→ WHAT YOU HAVE TO DO
From the data that follows, print exactly the lines starting at the one containing "return Ok(0);" and ending at the one containing "fn write_at(&self, offset: usize, bytes: &[u8])"; include both of them and nothing more.

---+---

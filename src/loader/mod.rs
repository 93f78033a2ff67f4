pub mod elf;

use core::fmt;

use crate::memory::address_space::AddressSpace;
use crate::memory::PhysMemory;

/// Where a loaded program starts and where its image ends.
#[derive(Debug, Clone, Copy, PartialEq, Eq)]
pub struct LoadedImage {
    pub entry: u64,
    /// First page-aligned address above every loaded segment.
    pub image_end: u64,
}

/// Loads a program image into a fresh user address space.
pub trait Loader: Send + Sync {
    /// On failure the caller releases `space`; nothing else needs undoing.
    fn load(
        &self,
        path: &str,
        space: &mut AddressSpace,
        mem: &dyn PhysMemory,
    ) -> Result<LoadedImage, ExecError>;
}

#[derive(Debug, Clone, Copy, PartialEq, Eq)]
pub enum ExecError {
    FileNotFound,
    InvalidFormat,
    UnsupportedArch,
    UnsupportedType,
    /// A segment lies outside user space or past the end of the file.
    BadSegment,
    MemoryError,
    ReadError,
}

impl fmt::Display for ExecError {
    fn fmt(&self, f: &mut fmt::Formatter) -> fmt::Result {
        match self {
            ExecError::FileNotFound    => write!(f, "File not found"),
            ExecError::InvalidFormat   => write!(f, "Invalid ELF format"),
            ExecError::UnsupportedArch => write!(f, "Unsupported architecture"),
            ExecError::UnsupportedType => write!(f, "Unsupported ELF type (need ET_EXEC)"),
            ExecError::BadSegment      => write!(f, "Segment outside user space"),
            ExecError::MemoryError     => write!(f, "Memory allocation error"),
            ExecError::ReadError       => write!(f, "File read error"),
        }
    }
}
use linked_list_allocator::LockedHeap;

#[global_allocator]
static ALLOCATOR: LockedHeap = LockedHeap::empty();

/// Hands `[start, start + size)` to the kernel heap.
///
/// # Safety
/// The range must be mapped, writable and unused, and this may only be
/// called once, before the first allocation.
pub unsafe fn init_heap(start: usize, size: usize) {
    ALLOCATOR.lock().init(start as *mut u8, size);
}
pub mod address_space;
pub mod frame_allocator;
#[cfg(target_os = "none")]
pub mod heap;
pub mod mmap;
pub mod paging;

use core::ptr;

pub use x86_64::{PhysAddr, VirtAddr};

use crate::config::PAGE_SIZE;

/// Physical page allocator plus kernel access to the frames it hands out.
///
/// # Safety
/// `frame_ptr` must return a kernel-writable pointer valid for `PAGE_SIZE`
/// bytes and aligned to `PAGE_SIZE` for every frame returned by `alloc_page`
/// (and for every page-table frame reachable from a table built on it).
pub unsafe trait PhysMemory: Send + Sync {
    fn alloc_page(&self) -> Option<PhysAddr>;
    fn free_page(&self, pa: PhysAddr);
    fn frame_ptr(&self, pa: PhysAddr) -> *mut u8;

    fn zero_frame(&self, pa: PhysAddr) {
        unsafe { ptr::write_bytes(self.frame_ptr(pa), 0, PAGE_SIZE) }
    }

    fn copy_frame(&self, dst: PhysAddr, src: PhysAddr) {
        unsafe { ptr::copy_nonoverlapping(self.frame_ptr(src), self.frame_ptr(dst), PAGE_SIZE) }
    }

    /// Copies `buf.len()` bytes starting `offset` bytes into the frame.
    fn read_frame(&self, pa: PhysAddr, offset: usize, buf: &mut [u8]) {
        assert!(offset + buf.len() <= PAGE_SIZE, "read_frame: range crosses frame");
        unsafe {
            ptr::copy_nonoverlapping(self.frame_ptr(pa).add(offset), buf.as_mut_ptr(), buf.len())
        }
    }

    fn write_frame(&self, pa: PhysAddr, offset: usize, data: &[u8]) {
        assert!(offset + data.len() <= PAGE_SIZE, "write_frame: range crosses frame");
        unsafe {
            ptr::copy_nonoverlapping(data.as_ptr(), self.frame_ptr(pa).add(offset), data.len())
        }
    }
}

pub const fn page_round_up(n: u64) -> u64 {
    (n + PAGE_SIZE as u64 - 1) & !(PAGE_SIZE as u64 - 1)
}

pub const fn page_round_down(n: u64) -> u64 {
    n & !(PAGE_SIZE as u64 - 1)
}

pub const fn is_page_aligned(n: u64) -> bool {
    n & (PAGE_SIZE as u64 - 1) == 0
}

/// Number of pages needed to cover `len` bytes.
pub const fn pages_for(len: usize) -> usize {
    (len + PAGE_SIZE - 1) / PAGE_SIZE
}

---+---

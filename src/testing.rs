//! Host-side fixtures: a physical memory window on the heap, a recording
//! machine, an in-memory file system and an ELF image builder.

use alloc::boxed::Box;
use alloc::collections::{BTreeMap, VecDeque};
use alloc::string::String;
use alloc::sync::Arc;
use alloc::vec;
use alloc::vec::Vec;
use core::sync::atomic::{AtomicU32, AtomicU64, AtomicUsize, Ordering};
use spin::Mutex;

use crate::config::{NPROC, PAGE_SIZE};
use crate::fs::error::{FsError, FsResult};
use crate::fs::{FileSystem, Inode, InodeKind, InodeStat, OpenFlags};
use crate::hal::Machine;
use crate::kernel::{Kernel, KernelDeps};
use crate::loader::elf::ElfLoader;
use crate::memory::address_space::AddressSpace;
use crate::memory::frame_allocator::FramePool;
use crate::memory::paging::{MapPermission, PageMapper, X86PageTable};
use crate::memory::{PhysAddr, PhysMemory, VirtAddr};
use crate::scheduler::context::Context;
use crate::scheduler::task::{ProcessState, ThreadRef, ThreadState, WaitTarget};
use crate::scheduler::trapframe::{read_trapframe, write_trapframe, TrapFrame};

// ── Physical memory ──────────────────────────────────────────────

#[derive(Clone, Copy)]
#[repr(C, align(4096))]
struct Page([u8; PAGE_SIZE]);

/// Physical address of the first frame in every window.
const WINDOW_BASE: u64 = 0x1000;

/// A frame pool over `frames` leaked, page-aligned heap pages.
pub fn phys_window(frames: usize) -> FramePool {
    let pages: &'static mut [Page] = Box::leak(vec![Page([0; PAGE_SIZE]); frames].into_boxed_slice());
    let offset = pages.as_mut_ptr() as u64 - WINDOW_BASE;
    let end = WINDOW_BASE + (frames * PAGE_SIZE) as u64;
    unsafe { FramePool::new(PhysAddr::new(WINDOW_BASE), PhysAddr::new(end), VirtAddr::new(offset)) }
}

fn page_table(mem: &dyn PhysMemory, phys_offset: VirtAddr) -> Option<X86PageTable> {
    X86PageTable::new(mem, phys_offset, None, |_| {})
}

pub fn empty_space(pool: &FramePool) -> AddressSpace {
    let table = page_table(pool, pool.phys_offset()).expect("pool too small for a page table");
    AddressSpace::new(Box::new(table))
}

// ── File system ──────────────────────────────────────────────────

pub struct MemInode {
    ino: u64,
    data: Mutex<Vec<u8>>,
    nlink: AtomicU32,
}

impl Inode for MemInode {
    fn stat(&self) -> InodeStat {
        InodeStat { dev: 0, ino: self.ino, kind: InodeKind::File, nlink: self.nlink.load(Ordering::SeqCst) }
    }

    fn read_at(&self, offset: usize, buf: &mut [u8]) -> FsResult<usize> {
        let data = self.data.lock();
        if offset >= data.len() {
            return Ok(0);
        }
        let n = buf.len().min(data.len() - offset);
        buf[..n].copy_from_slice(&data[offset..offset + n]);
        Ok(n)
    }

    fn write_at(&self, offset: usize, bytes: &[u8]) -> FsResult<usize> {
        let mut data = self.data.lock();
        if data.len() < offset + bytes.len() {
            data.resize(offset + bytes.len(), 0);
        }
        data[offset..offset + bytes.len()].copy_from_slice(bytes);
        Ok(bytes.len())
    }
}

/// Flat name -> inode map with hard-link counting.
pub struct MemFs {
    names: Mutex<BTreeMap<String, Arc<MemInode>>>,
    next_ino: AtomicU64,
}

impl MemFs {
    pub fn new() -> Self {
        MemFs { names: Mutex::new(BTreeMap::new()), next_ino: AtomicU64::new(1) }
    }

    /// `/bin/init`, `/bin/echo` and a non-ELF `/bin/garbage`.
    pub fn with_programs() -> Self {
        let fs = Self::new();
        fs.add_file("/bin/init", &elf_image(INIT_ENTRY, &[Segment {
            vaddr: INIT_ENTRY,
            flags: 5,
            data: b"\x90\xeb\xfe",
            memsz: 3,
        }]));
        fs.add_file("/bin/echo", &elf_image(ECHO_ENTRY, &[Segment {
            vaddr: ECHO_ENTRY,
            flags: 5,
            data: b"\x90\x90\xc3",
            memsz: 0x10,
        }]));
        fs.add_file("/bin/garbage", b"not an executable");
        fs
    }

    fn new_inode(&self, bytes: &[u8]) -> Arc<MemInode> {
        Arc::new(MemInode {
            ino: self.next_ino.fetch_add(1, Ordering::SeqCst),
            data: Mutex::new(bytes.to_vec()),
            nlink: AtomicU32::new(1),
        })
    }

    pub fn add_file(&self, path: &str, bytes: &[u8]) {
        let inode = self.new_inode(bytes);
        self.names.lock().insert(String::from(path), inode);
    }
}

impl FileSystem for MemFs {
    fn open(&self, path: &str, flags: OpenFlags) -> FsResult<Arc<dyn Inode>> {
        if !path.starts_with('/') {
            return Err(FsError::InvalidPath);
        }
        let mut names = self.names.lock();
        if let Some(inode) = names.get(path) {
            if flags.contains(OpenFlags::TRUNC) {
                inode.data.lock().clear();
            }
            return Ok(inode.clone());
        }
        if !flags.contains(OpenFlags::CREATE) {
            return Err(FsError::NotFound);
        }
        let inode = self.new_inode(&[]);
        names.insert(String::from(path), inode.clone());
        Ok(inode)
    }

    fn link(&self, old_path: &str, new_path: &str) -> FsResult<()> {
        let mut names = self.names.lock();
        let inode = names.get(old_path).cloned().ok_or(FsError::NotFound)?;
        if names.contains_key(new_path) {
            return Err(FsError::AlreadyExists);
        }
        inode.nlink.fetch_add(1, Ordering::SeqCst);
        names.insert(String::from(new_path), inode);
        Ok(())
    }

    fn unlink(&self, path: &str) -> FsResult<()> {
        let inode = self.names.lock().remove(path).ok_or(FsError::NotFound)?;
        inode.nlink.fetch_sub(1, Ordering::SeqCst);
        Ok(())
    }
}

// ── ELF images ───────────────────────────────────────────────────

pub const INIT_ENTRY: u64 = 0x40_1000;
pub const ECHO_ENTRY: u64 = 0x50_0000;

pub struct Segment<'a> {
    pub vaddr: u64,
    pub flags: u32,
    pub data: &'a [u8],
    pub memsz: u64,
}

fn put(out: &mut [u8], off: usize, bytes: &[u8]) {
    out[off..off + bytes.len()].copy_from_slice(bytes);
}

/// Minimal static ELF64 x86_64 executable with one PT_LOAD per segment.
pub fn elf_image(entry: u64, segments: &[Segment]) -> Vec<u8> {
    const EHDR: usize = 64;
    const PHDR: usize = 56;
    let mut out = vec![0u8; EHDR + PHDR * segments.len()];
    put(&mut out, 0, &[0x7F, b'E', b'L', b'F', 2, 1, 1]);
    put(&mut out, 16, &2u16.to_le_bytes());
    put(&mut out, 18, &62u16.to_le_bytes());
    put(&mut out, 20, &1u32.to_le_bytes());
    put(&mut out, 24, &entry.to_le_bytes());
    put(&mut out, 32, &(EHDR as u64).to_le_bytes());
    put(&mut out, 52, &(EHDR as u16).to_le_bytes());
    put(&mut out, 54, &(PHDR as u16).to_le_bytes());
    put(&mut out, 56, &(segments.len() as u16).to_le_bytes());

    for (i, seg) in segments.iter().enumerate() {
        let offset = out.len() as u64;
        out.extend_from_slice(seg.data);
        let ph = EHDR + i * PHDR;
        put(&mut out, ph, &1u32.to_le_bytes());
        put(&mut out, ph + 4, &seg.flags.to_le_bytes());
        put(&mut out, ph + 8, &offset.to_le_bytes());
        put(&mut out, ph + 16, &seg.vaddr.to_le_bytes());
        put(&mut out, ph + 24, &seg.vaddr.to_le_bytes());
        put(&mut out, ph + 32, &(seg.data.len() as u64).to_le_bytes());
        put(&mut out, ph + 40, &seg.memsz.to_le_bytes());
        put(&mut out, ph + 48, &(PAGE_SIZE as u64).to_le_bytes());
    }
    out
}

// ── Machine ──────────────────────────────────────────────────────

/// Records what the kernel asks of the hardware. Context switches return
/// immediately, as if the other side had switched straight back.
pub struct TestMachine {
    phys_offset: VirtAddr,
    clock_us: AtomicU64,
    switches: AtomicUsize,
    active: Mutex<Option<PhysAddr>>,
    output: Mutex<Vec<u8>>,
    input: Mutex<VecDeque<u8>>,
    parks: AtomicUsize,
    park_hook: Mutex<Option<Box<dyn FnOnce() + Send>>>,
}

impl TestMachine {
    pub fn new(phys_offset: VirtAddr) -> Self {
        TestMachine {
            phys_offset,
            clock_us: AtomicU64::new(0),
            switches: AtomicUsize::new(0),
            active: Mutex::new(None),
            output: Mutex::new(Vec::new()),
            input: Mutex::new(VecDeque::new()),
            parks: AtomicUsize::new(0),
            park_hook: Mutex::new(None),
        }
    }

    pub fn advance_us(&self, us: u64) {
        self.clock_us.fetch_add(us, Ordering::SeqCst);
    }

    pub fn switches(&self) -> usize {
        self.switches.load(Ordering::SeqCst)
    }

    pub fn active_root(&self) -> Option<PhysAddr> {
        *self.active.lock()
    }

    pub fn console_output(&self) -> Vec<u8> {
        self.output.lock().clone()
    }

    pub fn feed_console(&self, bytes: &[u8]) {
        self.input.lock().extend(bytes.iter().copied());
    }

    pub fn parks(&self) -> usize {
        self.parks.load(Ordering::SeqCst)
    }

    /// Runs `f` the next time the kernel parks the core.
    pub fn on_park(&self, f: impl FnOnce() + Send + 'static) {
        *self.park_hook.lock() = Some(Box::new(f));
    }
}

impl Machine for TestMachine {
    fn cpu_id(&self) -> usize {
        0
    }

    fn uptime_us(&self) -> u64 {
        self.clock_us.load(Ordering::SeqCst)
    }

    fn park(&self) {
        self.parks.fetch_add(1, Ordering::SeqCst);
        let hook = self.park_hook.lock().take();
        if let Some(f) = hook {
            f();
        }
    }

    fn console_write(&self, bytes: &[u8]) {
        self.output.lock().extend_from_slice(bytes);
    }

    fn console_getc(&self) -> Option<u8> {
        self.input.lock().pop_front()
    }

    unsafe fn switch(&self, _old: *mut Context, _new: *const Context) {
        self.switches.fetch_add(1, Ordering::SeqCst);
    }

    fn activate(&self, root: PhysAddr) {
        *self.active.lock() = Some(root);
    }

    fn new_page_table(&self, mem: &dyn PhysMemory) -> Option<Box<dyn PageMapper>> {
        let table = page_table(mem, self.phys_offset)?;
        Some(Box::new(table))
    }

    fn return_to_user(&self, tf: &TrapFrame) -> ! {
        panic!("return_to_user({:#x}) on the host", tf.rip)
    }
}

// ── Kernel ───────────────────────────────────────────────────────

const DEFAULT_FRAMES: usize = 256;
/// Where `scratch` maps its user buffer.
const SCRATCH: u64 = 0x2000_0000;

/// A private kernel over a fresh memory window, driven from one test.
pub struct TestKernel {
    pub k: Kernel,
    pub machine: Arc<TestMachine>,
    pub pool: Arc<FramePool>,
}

---+---

→ RESULT
            return Ok(0);
        }
        let n = buf.len().min(data.len() - offset);
        buf[..n].copy_from_slice(&data[offset..offset + n]);
        Ok(n)
    }

    fn write_at(&self, offset: usize, bytes: &[u8]) -> FsResult<usize> {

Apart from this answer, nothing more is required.